## Aim of the exercise
In the data below, find every line with the string "Arrays" and pull it out.

------------

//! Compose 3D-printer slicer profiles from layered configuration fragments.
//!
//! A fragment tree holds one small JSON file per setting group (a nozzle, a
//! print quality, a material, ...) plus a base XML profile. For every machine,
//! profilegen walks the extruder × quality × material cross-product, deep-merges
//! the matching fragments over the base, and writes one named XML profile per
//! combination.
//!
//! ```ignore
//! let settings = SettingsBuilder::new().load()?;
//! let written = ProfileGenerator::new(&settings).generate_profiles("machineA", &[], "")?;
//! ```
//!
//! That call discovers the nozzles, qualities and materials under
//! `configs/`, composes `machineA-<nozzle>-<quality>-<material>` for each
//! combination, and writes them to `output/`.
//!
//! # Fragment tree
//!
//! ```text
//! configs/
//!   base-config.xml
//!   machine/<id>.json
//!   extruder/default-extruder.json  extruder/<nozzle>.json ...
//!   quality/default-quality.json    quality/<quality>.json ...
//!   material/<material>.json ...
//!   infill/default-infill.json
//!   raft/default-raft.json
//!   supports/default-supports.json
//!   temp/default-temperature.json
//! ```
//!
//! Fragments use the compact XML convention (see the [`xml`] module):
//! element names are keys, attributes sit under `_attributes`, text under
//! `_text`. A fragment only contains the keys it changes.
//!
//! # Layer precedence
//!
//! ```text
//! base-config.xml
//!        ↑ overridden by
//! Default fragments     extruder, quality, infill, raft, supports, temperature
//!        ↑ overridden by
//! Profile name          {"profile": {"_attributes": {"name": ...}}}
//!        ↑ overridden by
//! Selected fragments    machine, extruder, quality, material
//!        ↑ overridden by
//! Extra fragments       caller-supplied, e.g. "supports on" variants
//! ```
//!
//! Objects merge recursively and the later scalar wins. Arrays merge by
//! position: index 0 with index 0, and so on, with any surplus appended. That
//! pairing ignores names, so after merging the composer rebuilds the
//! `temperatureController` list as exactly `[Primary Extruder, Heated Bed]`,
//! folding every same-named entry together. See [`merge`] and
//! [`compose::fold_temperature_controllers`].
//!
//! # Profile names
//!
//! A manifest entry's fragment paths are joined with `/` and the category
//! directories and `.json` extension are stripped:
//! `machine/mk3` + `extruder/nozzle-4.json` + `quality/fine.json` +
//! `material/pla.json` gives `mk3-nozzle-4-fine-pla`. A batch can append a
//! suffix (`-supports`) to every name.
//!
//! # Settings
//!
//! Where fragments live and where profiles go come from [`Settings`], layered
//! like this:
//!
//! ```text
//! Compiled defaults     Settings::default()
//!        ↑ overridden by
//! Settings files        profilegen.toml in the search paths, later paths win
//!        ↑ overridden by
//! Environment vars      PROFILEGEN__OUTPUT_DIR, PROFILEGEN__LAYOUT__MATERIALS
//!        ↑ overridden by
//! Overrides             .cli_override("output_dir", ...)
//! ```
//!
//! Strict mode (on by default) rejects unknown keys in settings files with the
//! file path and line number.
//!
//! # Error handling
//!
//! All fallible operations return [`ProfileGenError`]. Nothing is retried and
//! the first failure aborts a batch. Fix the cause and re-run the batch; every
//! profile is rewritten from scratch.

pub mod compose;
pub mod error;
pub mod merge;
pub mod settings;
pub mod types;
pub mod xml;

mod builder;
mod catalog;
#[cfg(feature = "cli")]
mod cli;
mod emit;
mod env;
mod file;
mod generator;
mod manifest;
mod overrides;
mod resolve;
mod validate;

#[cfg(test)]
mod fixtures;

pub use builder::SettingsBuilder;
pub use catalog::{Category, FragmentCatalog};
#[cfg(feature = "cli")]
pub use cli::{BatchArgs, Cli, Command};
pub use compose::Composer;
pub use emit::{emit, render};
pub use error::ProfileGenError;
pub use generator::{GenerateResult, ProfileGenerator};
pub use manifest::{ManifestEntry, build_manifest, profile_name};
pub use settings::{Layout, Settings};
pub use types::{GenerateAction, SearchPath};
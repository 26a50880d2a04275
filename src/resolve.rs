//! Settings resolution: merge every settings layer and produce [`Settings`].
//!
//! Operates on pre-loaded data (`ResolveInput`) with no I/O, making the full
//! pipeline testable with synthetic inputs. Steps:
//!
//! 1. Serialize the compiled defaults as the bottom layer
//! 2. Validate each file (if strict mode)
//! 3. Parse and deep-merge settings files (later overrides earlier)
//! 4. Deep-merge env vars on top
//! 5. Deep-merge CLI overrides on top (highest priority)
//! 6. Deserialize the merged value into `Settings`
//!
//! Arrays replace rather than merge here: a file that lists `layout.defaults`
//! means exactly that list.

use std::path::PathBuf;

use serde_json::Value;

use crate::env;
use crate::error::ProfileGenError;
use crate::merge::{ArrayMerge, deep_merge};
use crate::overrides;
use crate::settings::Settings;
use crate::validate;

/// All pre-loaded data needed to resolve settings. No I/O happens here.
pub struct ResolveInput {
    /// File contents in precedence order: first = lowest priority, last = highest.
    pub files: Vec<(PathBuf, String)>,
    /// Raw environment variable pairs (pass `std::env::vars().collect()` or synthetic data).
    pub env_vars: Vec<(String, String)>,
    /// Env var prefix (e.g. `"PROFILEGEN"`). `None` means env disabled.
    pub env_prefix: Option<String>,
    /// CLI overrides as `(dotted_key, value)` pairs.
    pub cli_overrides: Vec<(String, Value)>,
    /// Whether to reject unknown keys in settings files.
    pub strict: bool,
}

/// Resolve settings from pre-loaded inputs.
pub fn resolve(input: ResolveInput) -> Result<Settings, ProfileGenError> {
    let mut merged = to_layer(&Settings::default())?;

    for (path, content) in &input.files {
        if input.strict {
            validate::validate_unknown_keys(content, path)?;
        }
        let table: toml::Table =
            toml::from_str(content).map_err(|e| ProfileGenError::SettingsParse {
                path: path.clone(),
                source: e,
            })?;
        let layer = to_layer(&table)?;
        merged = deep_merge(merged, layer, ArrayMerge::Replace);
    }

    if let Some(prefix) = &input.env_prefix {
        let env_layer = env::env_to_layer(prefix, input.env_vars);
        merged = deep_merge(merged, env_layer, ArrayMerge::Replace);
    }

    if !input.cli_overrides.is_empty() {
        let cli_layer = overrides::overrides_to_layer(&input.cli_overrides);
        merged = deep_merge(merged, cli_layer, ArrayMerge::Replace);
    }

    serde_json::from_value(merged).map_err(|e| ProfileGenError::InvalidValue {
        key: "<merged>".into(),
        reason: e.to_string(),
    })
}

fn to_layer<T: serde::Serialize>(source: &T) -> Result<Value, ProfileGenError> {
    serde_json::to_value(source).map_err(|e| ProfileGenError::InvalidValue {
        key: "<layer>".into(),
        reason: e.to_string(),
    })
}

------------

## Expected output
//! Objects merge recursively and the later scalar wins. Arrays merge by
//! Arrays replace rather than merge here: a file that lists `layout.defaults`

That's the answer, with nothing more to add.